[Stored items]
_ _ _ _

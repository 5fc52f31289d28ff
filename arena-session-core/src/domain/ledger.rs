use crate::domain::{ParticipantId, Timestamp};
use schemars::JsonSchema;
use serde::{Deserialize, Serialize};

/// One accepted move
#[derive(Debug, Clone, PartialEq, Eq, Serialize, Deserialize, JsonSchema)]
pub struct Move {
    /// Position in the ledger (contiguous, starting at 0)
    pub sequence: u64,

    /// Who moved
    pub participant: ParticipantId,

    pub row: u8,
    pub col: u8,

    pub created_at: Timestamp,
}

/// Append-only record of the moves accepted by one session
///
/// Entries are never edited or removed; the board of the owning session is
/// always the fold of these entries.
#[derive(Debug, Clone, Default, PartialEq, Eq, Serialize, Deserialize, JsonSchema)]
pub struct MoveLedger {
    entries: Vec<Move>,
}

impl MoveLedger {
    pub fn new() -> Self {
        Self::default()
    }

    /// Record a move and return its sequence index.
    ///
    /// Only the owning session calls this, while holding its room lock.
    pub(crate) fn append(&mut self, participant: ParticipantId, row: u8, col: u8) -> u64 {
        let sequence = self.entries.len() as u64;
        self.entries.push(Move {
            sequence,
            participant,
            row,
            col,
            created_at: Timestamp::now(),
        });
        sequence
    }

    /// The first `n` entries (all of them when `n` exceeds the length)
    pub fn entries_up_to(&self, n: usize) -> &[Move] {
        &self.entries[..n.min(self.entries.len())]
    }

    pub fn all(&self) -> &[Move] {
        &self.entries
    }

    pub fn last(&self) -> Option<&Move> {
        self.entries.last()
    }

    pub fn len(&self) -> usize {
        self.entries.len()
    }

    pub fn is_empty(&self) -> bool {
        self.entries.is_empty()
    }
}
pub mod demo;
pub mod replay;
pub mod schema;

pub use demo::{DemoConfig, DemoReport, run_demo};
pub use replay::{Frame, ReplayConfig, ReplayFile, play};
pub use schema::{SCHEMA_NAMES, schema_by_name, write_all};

_ _ _ _

• [TASK TO COMPLETE]
Please retype the top of the data exactly, down to and including the line that holds "One accepted move", and nothing further.

• [OUTPUT OF THE EXERCISE]
repository 5fc52f31289d28ff
filename arena-session-core/src/domain/ledger.rs
use crate::domain::{ParticipantId, Timestamp};
use schemars::JsonSchema;
use serde::{Deserialize, Serialize};

/// One accepted move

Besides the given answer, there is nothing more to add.